**Task item**
Your response should contain every line from the data below that holds the string "NotFound".

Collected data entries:
== == ==
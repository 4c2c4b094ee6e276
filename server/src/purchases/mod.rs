pub mod error;
pub mod service;

pub use error::{PurchaseError, PurchaseResult};
pub use service::{PurchaseService, PurchaseSettings};
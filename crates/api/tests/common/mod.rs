#![allow(dead_code)]

use axum::body::Body;
use axum::http::{Method, Request, Response};
use axum::Router;
use http_body_util::BodyExt;
use tower::ServiceExt;

use exocat_api::config::ServerConfig;
use exocat_api::router::build_app_router;
use exocat_api::state::AppState;

/// Build a test `ServerConfig` with safe defaults.
pub fn test_config() -> ServerConfig {
    ServerConfig {
        host: "127.0.0.1".to_string(),
        port: 0,
        cors_origins: vec!["http://localhost:5173".to_string()],
        request_timeout_secs: 30,
    }
}

/// Build the full application router over a fresh, empty catalog.
///
/// The router is cheap to clone and every clone shares the same catalog, so
/// a test can issue several requests against one store.
pub fn build_test_app() -> Router {
    let config = test_config();
    let state = AppState::new(config.clone());
    build_app_router(state, &config)
}

pub async fn send(app: Router, request: Request<Body>) -> Response<Body> {
    app.oneshot(request).await.unwrap()
}

pub async fn get(app: Router, uri: &str) -> Response<Body> {
    let request = Request::builder().uri(uri).body(Body::empty()).unwrap();
    send(app, request).await
}

pub async fn delete(app: Router, uri: &str) -> Response<Body> {
    let request = Request::builder()
        .method(Method::DELETE)
        .uri(uri)
        .body(Body::empty())
        .unwrap();
    send(app, request).await
}

pub async fn post_json(app: Router, uri: &str, body: serde_json::Value) -> Response<Body> {
    send_json(app, Method::POST, uri, body.to_string()).await
}

pub async fn put_json(app: Router, uri: &str, body: serde_json::Value) -> Response<Body> {
    send_json(app, Method::PUT, uri, body.to_string()).await
}

/// Send a raw body with a JSON content type (for malformed payload tests).
pub async fn send_json(app: Router, method: Method, uri: &str, body: String) -> Response<Body> {
    let request = Request::builder()
        .method(method)
        .uri(uri)
        .header("content-type", "application/json")
        .body(Body::from(body))
        .unwrap();
    send(app, request).await
}

pub async fn body_bytes(response: Response<Body>) -> Vec<u8> {
    response
        .into_body()
        .collect()
        .await
        .unwrap()
        .to_bytes()
        .to_vec()
}

pub async fn body_json(response: Response<Body>) -> serde_json::Value {
    serde_json::from_slice(&body_bytes(response).await).unwrap()
}

/// The Kepler-X scenario record.
pub fn kepler_x() -> serde_json::Value {
    serde_json::json!({
        "name": "Kepler-X",
        "description": "rocky",
        "distance": 50,
        "radius": 1.2,
        "mass": 2.0,
        "type": "Terrestrial",
    })
}
//! Exoplanet record model, invariants and surface gravity.
//!
//! The wire form is a flat JSON object where `type` selects the planet kind:
//!
//! ```text
//! {"name":"Kepler-X","description":"rocky","distance":50,"radius":1.2,"mass":2.0,"type":"Terrestrial"}
//! ```
//!
//! Mass only exists on [`PlanetKind::Terrestrial`]; a `mass` sent alongside
//! `"type":"GasGiant"` is dropped during decoding.

use serde::{Deserialize, Serialize};

use crate::error::ValidationError;
use crate::types::PlanetId;

// ---------------------------------------------------------------------------
// Bounds (all exclusive)
// ---------------------------------------------------------------------------

/// Lower distance bound in light years.
pub const MIN_DISTANCE_LY: i64 = 10;
/// Upper distance bound in light years.
pub const MAX_DISTANCE_LY: i64 = 1000;

/// Lower radius bound in Earth radii.
pub const MIN_RADIUS_EARTH: f64 = 0.1;
/// Upper radius bound in Earth radii.
pub const MAX_RADIUS_EARTH: f64 = 10.0;

/// Lower mass bound in Earth masses (terrestrial planets only).
pub const MIN_MASS_EARTH: f64 = 0.1;
/// Upper mass bound in Earth masses (terrestrial planets only).
pub const MAX_MASS_EARTH: f64 = 10.0;

/// Numerator used in place of mass when computing gas giant gravity.
pub const GAS_GIANT_GRAVITY_FACTOR: f64 = 0.5;

// ---------------------------------------------------------------------------
// Planet kind
// ---------------------------------------------------------------------------

/// The two recognised planet types.
///
/// Decoded from the `type` field; any other value is a decoding error.
#[derive(Debug, Clone, Copy, PartialEq, Serialize, Deserialize)]
#[serde(tag = "type")]
pub enum PlanetKind {
    GasGiant,
    Terrestrial {
        #[serde(default, skip_serializing_if = "Option::is_none")]
        mass: Option<f64>,
    },
}

impl PlanetKind {
    /// Mass in Earth masses, if this kind carries one.
    pub fn mass(&self) -> Option<f64> {
        match self {
            Self::GasGiant => None,
            Self::Terrestrial { mass } => *mass,
        }
    }

    pub fn label(&self) -> &'static str {
        match self {
            Self::GasGiant => "GasGiant",
            Self::Terrestrial { .. } => "Terrestrial",
        }
    }
}

// ---------------------------------------------------------------------------
// Records
// ---------------------------------------------------------------------------

/// A catalog record without its identifier.
///
/// This is what callers submit on create and update. Any `id` present in the
/// payload is ignored; the store owns identifiers.
#[derive(Debug, Clone, PartialEq, Serialize, Deserialize)]
pub struct ExoplanetInput {
    pub name: String,
    pub description: String,
    /// Light years.
    pub distance: i64,
    /// Earth radii.
    pub radius: f64,
    #[serde(flatten)]
    pub kind: PlanetKind,
}

impl ExoplanetInput {
    /// Check every record invariant in order, returning the first violation.
    pub fn validate(&self) -> Result<(), ValidationError> {
        if self.name.is_empty() || self.description.is_empty() {
            return Err(ValidationError::MissingText);
        }
        if self.distance <= MIN_DISTANCE_LY || self.distance >= MAX_DISTANCE_LY {
            return Err(ValidationError::DistanceOutOfRange(self.distance));
        }
        if !within_exclusive(self.radius, MIN_RADIUS_EARTH, MAX_RADIUS_EARTH) {
            return Err(ValidationError::RadiusOutOfRange(self.radius));
        }
        match self.kind {
            PlanetKind::GasGiant => {}
            PlanetKind::Terrestrial { mass } => {
                let in_range = mass
                    .is_some_and(|m| within_exclusive(m, MIN_MASS_EARTH, MAX_MASS_EARTH));
                if !in_range {
                    return Err(ValidationError::MassOutOfRange(mass));
                }
            }
        }
        Ok(())
    }

    /// Relative surface gravity.
    ///
    /// Gas giants use `0.5 / radius²`; terrestrial planets use
    /// `mass / radius²`, with an unset mass counting as zero. No validation is
    /// performed here, so an unvalidated zero radius yields an IEEE infinity.
    pub fn gravity(&self) -> f64 {
        let radius_sq = self.radius * self.radius;
        match self.kind {
            PlanetKind::GasGiant => GAS_GIANT_GRAVITY_FACTOR / radius_sq,
            PlanetKind::Terrestrial { mass } => mass.unwrap_or(0.0) / radius_sq,
        }
    }
}

/// A stored catalog record.
#[derive(Debug, Clone, PartialEq, Serialize, Deserialize)]
pub struct Exoplanet {
    pub id: PlanetId,
    #[serde(flatten)]
    pub attributes: ExoplanetInput,
}

impl Exoplanet {
    pub fn new(id: PlanetId, attributes: ExoplanetInput) -> Self {
        Self { id, attributes }
    }

    /// Validate the record's attributes. The identifier is not checked.
    pub fn validate(&self) -> Result<(), ValidationError> {
        self.attributes.validate()
    }

    pub fn gravity(&self) -> f64 {
        self.attributes.gravity()
    }
}

/// `min < value < max`. NaN is never in range.
fn within_exclusive(value: f64, min: f64, max: f64) -> bool {
    value > min && value < max
}
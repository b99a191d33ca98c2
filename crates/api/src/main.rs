use std::net::SocketAddr;
use std::sync::Arc;

use tracing_subscriber::{layer::SubscriberExt, util::SubscriberInitExt};

use exocat_api::config::ServerConfig;
use exocat_api::router::build_app_router;
use exocat_api::state::AppState;

#[tokio::main]
async fn main() {
    dotenvy::dotenv().ok();

    // --- Tracing ---
    tracing_subscriber::registry()
        .with(
            tracing_subscriber::EnvFilter::try_from_default_env()
                .unwrap_or_else(|_| "exocat_api=debug,tower_http=debug".into()),
        )
        .with(tracing_subscriber::fmt::layer())
        .init();

    // --- Configuration ---
    let config = ServerConfig::from_env();
    tracing::info!(host = %config.host, port = %config.port, "Loaded server configuration");

    // --- App state ---
    let state = AppState::new(config.clone());
    let catalog = Arc::clone(&state.catalog);

    let app = build_app_router(state, &config);

    // --- Start server ---
    let addr = SocketAddr::new(
        config.host.parse().expect("Invalid HOST address"),
        config.port,
    );
    tracing::info!(%addr, "Starting server");

    let listener = tokio::net::TcpListener::bind(addr)
        .await
        .expect("Failed to bind to address");

    axum::serve(listener, app)
        .with_graceful_shutdown(shutdown_signal())
        .await
        .expect("Server error");

    // The catalog is memory-only; whatever it holds now is gone.
    tracing::info!(
        discarded = catalog.len(),
        "Graceful shutdown complete, in-memory catalog discarded"
    );
}

/// Wait for SIGINT (Ctrl-C) or, on Unix, SIGTERM.
async fn shutdown_signal() {
    let ctrl_c = async {
        tokio::signal::ctrl_c()
            .await
            .expect("Failed to install Ctrl-C handler");
    };

    #[cfg(unix)]
    let terminate = async {
        tokio::signal::unix::signal(tokio::signal::unix::SignalKind::terminate())
            .expect("Failed to install SIGTERM handler")
            .recv()
            .await;
    };

    #[cfg(not(unix))]
    let terminate = std::future::pending::<()>();

    tokio::select! {
        () = ctrl_c => {
            tracing::info!("Received SIGINT (Ctrl-C), starting graceful shutdown");
        }
        () = terminate => {
            tracing::info!("Received SIGTERM, starting graceful shutdown");
        }
    }
}
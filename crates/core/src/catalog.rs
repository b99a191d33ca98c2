//! In-memory exoplanet catalog.
//!
//! One [`CatalogStore`] is created per process and shared behind an `Arc`.
//! Every operation takes the single interior `RwLock`: reads share it, writes
//! hold it exclusively. No operation awaits, so the lock is never held across
//! a suspension point.

use std::collections::HashMap;

use parking_lot::RwLock;
use uuid::Uuid;

use crate::error::CoreError;
use crate::exoplanet::{Exoplanet, ExoplanetInput};
use crate::fuel::FuelEstimate;
use crate::types::PlanetId;

/// Entity name used in not-found errors.
pub const ENTITY: &str = "Exoplanet";

/// Owns every catalog record for the lifetime of the process.
#[derive(Debug, Default)]
pub struct CatalogStore {
    records: RwLock<HashMap<PlanetId, Exoplanet>>,
}

impl CatalogStore {
    /// Create an empty catalog.
    pub fn new() -> Self {
        Self::default()
    }

    /// Validate and store a new record under a freshly generated id.
    ///
    /// Nothing is stored when validation fails.
    pub fn insert(&self, input: ExoplanetInput) -> Result<Exoplanet, CoreError> {
        let mut records = self.records.write();

        let mut id = Uuid::new_v4().to_string();
        while records.contains_key(&id) {
            id = Uuid::new_v4().to_string();
        }

        let planet = Exoplanet::new(id, input);
        planet.validate()?;

        records.insert(planet.id.clone(), planet.clone());
        Ok(planet)
    }

    /// Snapshot of every record. Order is unspecified.
    pub fn list(&self) -> Vec<Exoplanet> {
        self.records.read().values().cloned().collect()
    }

    pub fn get(&self, id: &str) -> Result<Exoplanet, CoreError> {
        self.records
            .read()
            .get(id)
            .cloned()
            .ok_or_else(|| not_found(id))
    }

    /// Replace the record stored under `id`, keeping the id.
    ///
    /// Unknown ids are reported before validation runs. A record that fails
    /// validation leaves the stored one untouched.
    pub fn update(&self, id: &str, input: ExoplanetInput) -> Result<Exoplanet, CoreError> {
        let mut records = self.records.write();

        let slot = records.get_mut(id).ok_or_else(|| not_found(id))?;

        let planet = Exoplanet::new(id.to_string(), input);
        planet.validate()?;

        *slot = planet.clone();
        Ok(planet)
    }

    pub fn delete(&self, id: &str) -> Result<(), CoreError> {
        self.records
            .write()
            .remove(id)
            .map(|_| ())
            .ok_or_else(|| not_found(id))
    }

    /// Fuel estimate for the record stored under `id`.
    pub fn estimate_fuel(&self, id: &str, crew_capacity: u32) -> Result<FuelEstimate, CoreError> {
        let records = self.records.read();
        let planet = records.get(id).ok_or_else(|| not_found(id))?;
        Ok(FuelEstimate::for_planet(planet, crew_capacity))
    }

    pub fn len(&self) -> usize {
        self.records.read().len()
    }

    pub fn is_empty(&self) -> bool {
        self.records.read().is_empty()
    }
}

fn not_found(id: &str) -> CoreError {
    CoreError::NotFound {
        entity: ENTITY,
        id: id.to_string(),
    }
}
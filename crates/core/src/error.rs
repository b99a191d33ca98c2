use crate::types::PlanetId;

/// A broken record invariant. Only the first violation is reported.
#[derive(Debug, Clone, PartialEq, thiserror::Error)]
pub enum ValidationError {
    #[error("name and description are required")]
    MissingText,

    #[error("distance must be between 10 and 1000 light years")]
    DistanceOutOfRange(i64),

    #[error("radius must be between 0.1 and 10 Earth-radius units")]
    RadiusOutOfRange(f64),

    #[error("mass must be between 0.1 and 10 Earth-mass units for terrestrial planets")]
    MassOutOfRange(Option<f64>),
}

#[derive(Debug, thiserror::Error)]
pub enum CoreError {
    #[error("Entity not found: {entity} with id {id}")]
    NotFound { entity: &'static str, id: PlanetId },

    #[error("Validation failed: {0}")]
    Validation(#[from] ValidationError),
}
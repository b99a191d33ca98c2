/// Server configuration loaded from environment variables.
///
/// All fields have defaults suitable for local development.
#[derive(Debug, Clone)]
pub struct ServerConfig {
    /// Bind address (default: `0.0.0.0`).
    pub host: String,
    /// Bind port (default: `8080`).
    pub port: u16,
    /// Allowed CORS origins, parsed from comma-separated `CORS_ORIGINS` env var.
    pub cors_origins: Vec<String>,
    /// HTTP request timeout in seconds (default: `30`).
    pub request_timeout_secs: u64,
}

impl ServerConfig {
    /// Load configuration from environment variables with defaults.
    ///
    /// | Env Var                | Default                    |
    /// |------------------------|----------------------------|
    /// | `HOST`                 | `0.0.0.0`                  |
    /// | `PORT`                 | `8080`                     |
    /// | `CORS_ORIGINS`         | `http://localhost:5173`    |
    /// | `REQUEST_TIMEOUT_SECS` | `30`                       |
    ///
    /// Panics on unparseable values so misconfiguration fails at startup.
    pub fn from_env() -> Self {
        let host = std::env::var("HOST").unwrap_or_else(|_| "0.0.0.0".into());

        let port: u16 = std::env::var("PORT")
            .unwrap_or_else(|_| "8080".into())
            .parse()
            .expect("PORT must be a valid u16");

        let cors_origins = parse_origins(
            &std::env::var("CORS_ORIGINS").unwrap_or_else(|_| "http://localhost:5173".into()),
        );

        let request_timeout_secs: u64 = std::env::var("REQUEST_TIMEOUT_SECS")
            .unwrap_or_else(|_| "30".into())
            .parse()
            .expect("REQUEST_TIMEOUT_SECS must be a valid u64");

        Self {
            host,
            port,
            cors_origins,
            request_timeout_secs,
        }
    }
}

fn parse_origins(raw: &str) -> Vec<String> {
    raw.split(',')
        .map(|s| s.trim().to_string())
        .filter(|s| !s.is_empty())
        .collect()
}

#[cfg(test)]
mod tests {
    use super::*;

    #[test]
    fn origins_are_trimmed_and_blank_entries_dropped() {
        let origins = parse_origins(" http://a.test , ,http://b.test,");
        assert_eq!(origins, vec!["http://a.test", "http://b.test"]);
    }
}
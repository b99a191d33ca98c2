use axum::extract::rejection::{JsonRejection, QueryRejection};
use axum::http::StatusCode;
use axum::response::{IntoResponse, Response};
use exocat_core::error::CoreError;
use serde_json::json;

/// Application-level error type for HTTP handlers.
///
/// Wraps [`CoreError`] for domain errors and adds HTTP-specific variants.
/// Implements [`IntoResponse`] to produce consistent JSON error responses.
#[derive(Debug, thiserror::Error)]
pub enum AppError {
    /// A domain-level error from `exocat_core`.
    #[error(transparent)]
    Core(#[from] CoreError),

    /// Input that could not be decoded, with a human-readable message.
    #[error("Bad request: {0}")]
    BadRequest(String),
}

/// Convenience type alias for handler return values.
pub type AppResult<T> = Result<T, AppError>;

impl From<JsonRejection> for AppError {
    fn from(rejection: JsonRejection) -> Self {
        AppError::BadRequest(rejection.body_text())
    }
}

impl From<QueryRejection> for AppError {
    fn from(rejection: QueryRejection) -> Self {
        AppError::BadRequest(rejection.body_text())
    }
}

impl IntoResponse for AppError {
    fn into_response(self) -> Response {
        let (status, code, message) = match &self {
            AppError::Core(core) => match core {
                CoreError::NotFound { entity, id } => (
                    StatusCode::NOT_FOUND,
                    "NOT_FOUND",
                    format!("{entity} with id {id} not found"),
                ),
                CoreError::Validation(err) => {
                    (StatusCode::BAD_REQUEST, "VALIDATION_ERROR", err.to_string())
                }
            },
            AppError::BadRequest(msg) => (StatusCode::BAD_REQUEST, "BAD_REQUEST", msg.clone()),
        };

        let body = json!({
            "error": message,
            "code": code,
        });

        (status, axum::Json(body)).into_response()
    }
}
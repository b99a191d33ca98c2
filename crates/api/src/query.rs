//! Query parameter types for API handlers.

use serde::Deserialize;

use crate::error::AppError;

/// Query parameters for the fuel estimate endpoint (`?crew=`).
///
/// `crew` is kept as raw text so a missing value and a non-numeric value can
/// be reported with different messages.
#[derive(Debug, Deserialize)]
pub struct FuelParams {
    pub crew: Option<String>,
}

impl FuelParams {
    /// Parse the crew capacity, which must be a positive integer.
    pub fn crew_capacity(&self) -> Result<u32, AppError> {
        let raw = match self.crew.as_deref() {
            None | Some("") => {
                return Err(AppError::BadRequest("crew capacity is required".into()));
            }
            Some(raw) => raw,
        };

        match raw.parse::<u32>() {
            Ok(crew) if crew > 0 => Ok(crew),
            _ => Err(AppError::BadRequest("invalid crew capacity".into())),
        }
    }
}
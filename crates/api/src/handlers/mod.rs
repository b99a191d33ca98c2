pub mod exoplanets;
/// Catalog identifiers are opaque strings (UUID v4 text form when generated).
pub type PlanetId = String;
//! Trip fuel estimation.

use serde::Serialize;

use crate::exoplanet::Exoplanet;
use crate::types::PlanetId;

/// Estimated fuel for a trip: `distance / gravity² * crew_capacity`.
///
/// A zero gravity produces an IEEE infinity (or NaN for a zero distance).
/// Validated records always have positive gravity, so callers that go through
/// the catalog never observe that case.
pub fn fuel_estimation(distance: i64, gravity: f64, crew_capacity: u32) -> f64 {
    distance as f64 / (gravity * gravity) * f64::from(crew_capacity)
}

/// Fuel estimate for a stored planet, with the gravity it was derived from.
#[derive(Debug, Clone, PartialEq, Serialize)]
pub struct FuelEstimate {
    pub id: PlanetId,
    pub crew_capacity: u32,
    pub gravity: f64,
    pub fuel_estimation: f64,
}

impl FuelEstimate {
    pub fn for_planet(planet: &Exoplanet, crew_capacity: u32) -> Self {
        let gravity = planet.gravity();
        Self {
            id: planet.id.clone(),
            crew_capacity,
            gravity,
            fuel_estimation: fuel_estimation(planet.attributes.distance, gravity, crew_capacity),
        }
    }
}

#[cfg(test)]
mod tests {
    use super::*;
    use crate::exoplanet::{ExoplanetInput, PlanetKind};

    #[test]
    fn matches_formula() {
        let fuel = fuel_estimation(100, 2.0, 3);
        assert!((fuel - 75.0).abs() < 1e-12);
    }

    #[test]
    fn doubling_crew_doubles_fuel() {
        let base = fuel_estimation(250, 1.3, 2);
        let doubled = fuel_estimation(250, 1.3, 4);
        assert!((doubled - 2.0 * base).abs() < 1e-9);
    }

    #[test]
    fn doubling_gravity_quarters_fuel() {
        let base = fuel_estimation(250, 0.8, 5);
        let heavier = fuel_estimation(250, 1.6, 5);
        assert!((heavier - base / 4.0).abs() < 1e-9);
    }

    #[test]
    fn zero_gravity_is_infinite() {
        assert!(fuel_estimation(50, 0.0, 1).is_infinite());
    }

    #[test]
    fn kepler_x_estimate() {
        let planet = Exoplanet::new(
            "kepler-x".to_string(),
            ExoplanetInput {
                name: "Kepler-X".to_string(),
                description: "rocky".to_string(),
                distance: 50,
                radius: 1.2,
                kind: PlanetKind::Terrestrial { mass: Some(2.0) },
            },
        );

        let estimate = FuelEstimate::for_planet(&planet, 4);

        assert!((estimate.gravity - 1.3889).abs() < 1e-3);
        assert!((estimate.fuel_estimation - 103.68).abs() < 1e-2);
        assert_eq!(estimate.crew_capacity, 4);
        assert_eq!(estimate.id, "kepler-x");
    }
}
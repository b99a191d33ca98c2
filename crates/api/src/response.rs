//! Shared response envelope types for API handlers.
//!
//! Successful responses use a `{ "data": ... }` envelope. Use
//! [`DataResponse`] instead of ad-hoc `serde_json::json!({ "data": ... })`.

use serde::Serialize;

/// Standard `{ "data": T }` response envelope.
///
/// ```ignore
/// Ok(Json(DataResponse { data: planets }))
/// ```
#[derive(Debug, Serialize)]
pub struct DataResponse<T: Serialize> {
    pub data: T,
}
== == ==
**Solution below**
    CoreError::NotFound {
    NotFound { entity: &'static str, id: PlanetId },
                CoreError::NotFound { entity, id } => (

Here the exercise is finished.